If a line in the records below contains the word "upstream", copy it.

======== Exercise material

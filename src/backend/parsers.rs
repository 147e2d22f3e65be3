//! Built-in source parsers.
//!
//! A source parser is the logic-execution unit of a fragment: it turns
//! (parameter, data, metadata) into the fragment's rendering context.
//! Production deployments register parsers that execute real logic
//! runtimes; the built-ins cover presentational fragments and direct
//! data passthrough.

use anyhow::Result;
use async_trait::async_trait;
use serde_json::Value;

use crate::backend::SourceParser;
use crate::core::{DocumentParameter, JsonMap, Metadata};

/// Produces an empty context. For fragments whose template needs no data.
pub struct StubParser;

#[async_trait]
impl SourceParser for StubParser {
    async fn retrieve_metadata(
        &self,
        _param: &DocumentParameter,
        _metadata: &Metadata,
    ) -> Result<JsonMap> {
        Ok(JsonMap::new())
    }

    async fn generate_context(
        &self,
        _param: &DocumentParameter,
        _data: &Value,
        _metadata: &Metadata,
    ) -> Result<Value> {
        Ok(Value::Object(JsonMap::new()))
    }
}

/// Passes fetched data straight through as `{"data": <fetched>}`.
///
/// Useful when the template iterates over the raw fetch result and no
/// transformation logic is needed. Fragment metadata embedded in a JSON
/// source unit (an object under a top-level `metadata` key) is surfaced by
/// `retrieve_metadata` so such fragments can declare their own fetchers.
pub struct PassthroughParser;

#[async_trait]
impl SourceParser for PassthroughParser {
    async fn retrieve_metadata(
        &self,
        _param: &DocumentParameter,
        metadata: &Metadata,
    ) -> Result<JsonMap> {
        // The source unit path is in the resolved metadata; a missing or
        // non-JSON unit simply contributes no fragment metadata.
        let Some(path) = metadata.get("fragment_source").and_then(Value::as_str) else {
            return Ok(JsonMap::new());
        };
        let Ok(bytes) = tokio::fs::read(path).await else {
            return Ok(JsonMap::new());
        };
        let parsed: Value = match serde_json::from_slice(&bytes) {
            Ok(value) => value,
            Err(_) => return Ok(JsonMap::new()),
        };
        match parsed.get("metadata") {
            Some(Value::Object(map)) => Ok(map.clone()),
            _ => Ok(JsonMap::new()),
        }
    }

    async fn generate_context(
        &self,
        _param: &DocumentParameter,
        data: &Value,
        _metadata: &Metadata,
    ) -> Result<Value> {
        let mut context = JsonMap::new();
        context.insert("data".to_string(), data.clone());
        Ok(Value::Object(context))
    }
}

================
======== Exercise material

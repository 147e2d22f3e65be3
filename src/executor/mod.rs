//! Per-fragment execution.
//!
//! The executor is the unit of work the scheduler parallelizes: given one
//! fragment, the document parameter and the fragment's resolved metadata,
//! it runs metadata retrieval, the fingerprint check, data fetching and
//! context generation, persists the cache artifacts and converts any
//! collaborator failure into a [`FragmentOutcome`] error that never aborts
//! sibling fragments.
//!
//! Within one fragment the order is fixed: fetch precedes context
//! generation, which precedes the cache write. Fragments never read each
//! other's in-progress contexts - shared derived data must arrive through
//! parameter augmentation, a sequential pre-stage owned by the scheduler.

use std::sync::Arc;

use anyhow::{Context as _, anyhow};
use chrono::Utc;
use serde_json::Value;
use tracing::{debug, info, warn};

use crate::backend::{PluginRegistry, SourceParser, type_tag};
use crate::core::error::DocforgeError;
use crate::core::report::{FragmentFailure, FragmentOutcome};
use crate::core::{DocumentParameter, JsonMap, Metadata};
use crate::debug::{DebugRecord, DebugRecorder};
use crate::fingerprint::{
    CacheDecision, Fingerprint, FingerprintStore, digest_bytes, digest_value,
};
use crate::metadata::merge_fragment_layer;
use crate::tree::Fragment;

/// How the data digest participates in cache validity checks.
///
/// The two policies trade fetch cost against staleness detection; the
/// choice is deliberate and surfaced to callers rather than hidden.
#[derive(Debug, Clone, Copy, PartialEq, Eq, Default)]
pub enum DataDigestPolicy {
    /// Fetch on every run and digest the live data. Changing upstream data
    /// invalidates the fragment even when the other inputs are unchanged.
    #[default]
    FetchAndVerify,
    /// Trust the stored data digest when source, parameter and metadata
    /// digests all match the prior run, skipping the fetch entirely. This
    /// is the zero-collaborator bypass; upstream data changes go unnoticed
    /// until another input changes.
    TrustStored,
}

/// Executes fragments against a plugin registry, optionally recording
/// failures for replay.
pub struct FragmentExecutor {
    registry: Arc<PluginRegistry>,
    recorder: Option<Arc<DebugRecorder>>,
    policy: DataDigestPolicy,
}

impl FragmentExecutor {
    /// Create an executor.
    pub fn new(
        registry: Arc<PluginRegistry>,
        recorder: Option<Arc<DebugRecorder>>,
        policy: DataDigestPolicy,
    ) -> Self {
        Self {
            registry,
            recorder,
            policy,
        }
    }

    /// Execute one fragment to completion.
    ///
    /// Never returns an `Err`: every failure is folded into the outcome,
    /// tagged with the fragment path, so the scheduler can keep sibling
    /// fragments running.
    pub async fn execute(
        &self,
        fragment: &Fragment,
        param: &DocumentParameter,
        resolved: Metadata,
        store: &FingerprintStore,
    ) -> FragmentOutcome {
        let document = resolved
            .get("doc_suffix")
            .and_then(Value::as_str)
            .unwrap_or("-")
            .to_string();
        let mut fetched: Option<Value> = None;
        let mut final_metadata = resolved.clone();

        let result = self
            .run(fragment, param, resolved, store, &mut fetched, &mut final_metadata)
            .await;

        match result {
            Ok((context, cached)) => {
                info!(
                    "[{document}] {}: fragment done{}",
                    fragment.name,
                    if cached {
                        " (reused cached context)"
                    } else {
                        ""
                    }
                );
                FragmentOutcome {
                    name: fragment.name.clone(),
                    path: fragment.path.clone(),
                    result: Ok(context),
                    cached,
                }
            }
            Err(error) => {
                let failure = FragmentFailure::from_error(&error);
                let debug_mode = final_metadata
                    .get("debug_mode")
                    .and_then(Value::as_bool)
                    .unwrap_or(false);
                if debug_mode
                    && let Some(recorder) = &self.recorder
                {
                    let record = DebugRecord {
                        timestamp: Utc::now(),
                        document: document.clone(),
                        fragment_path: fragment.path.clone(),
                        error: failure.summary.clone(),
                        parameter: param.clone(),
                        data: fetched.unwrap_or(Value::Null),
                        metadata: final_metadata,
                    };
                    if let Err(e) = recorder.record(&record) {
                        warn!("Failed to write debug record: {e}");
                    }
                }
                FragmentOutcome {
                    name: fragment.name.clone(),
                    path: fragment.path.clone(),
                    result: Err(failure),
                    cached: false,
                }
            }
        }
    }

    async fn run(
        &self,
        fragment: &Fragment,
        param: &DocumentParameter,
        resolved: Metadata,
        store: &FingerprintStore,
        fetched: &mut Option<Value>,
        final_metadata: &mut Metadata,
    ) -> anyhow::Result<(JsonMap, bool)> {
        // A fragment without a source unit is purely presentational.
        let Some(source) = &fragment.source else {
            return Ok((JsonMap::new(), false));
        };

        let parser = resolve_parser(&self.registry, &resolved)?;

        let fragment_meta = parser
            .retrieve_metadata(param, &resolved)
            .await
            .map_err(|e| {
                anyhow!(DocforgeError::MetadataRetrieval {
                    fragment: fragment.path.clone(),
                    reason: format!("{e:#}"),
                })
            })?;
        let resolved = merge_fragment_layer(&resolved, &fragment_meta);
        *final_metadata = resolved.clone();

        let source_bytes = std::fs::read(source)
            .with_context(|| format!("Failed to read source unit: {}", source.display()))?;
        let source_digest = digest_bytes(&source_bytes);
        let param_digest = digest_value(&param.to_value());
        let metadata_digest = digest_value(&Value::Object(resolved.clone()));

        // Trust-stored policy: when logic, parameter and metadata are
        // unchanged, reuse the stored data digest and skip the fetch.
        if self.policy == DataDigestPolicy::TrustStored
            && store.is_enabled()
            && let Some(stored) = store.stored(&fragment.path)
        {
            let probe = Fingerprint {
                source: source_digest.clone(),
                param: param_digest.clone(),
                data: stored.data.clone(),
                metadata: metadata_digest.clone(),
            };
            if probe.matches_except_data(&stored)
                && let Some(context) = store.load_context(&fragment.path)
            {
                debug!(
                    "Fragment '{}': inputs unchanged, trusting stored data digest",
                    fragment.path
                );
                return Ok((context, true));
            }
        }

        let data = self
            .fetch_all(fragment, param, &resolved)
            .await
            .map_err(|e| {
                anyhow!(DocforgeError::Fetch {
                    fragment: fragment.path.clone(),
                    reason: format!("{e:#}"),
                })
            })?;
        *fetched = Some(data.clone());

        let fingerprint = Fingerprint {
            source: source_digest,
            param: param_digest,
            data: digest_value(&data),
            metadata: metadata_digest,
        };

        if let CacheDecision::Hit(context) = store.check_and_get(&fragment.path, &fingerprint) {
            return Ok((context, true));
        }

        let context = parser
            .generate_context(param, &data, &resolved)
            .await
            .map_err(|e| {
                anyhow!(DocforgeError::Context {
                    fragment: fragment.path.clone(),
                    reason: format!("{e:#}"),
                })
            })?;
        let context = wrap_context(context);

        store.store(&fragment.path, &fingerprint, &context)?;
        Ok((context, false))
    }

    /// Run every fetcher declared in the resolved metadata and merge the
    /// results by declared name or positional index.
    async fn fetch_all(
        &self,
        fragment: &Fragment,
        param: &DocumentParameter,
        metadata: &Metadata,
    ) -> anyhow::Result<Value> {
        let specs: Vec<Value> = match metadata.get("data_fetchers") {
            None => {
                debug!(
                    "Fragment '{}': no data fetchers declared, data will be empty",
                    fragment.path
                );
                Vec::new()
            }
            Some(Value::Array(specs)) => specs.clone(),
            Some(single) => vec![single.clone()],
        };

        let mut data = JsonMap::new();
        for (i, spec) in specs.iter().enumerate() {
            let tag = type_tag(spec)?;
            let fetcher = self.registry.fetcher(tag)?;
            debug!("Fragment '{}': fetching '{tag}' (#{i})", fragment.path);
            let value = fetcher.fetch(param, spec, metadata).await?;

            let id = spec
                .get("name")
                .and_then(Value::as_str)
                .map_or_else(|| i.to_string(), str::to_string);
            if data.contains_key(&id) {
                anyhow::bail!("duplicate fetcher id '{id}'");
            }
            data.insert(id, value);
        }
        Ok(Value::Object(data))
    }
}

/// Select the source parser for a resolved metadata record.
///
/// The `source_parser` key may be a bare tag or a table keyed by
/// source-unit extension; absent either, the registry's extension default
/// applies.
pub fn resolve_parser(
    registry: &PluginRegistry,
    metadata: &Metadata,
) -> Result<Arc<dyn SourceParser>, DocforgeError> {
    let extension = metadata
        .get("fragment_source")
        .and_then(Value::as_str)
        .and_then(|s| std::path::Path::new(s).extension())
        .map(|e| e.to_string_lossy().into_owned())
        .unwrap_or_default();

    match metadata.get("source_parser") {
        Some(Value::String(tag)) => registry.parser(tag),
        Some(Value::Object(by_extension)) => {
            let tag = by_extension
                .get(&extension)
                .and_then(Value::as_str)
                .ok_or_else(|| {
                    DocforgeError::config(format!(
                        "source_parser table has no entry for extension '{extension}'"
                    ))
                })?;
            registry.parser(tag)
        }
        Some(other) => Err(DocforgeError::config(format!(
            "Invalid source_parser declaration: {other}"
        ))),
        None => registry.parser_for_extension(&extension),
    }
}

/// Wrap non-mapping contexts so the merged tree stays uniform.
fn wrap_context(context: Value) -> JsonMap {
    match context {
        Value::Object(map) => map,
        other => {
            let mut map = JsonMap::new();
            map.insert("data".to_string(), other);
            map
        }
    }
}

================
======== Exercise material

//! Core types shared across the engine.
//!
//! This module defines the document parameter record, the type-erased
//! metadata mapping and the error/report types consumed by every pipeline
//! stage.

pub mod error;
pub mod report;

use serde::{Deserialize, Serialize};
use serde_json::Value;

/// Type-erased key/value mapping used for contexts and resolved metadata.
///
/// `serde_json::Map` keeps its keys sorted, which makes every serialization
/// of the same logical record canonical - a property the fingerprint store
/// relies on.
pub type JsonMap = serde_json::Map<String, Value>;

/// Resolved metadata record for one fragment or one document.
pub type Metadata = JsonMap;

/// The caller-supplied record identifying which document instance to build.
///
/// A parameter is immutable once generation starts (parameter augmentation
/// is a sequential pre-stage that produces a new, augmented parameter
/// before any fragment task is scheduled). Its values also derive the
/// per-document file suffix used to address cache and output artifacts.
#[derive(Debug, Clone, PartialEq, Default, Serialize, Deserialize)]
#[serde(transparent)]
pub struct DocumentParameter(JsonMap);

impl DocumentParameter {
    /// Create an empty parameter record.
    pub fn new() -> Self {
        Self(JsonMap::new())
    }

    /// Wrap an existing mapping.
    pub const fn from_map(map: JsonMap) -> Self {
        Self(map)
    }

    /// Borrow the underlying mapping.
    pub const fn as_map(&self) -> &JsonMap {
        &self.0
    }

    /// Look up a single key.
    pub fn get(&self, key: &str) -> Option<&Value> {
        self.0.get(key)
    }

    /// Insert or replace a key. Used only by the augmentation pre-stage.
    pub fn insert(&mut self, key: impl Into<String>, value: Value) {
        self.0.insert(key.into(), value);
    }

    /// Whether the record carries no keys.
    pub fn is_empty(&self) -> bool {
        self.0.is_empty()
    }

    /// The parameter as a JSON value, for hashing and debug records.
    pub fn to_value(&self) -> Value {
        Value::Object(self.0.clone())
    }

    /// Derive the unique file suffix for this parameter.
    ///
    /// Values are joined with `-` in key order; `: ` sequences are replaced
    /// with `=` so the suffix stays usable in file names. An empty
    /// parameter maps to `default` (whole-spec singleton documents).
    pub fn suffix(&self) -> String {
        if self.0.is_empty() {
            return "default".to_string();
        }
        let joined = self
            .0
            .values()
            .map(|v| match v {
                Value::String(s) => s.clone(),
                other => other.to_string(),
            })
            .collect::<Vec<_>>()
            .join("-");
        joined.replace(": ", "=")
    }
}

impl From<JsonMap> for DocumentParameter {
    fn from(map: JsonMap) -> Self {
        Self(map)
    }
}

================

Response area:
    /// Fetch on every run and digest the live data. Changing upstream data
    /// is the zero-collaborator bypass; upstream data changes go unnoticed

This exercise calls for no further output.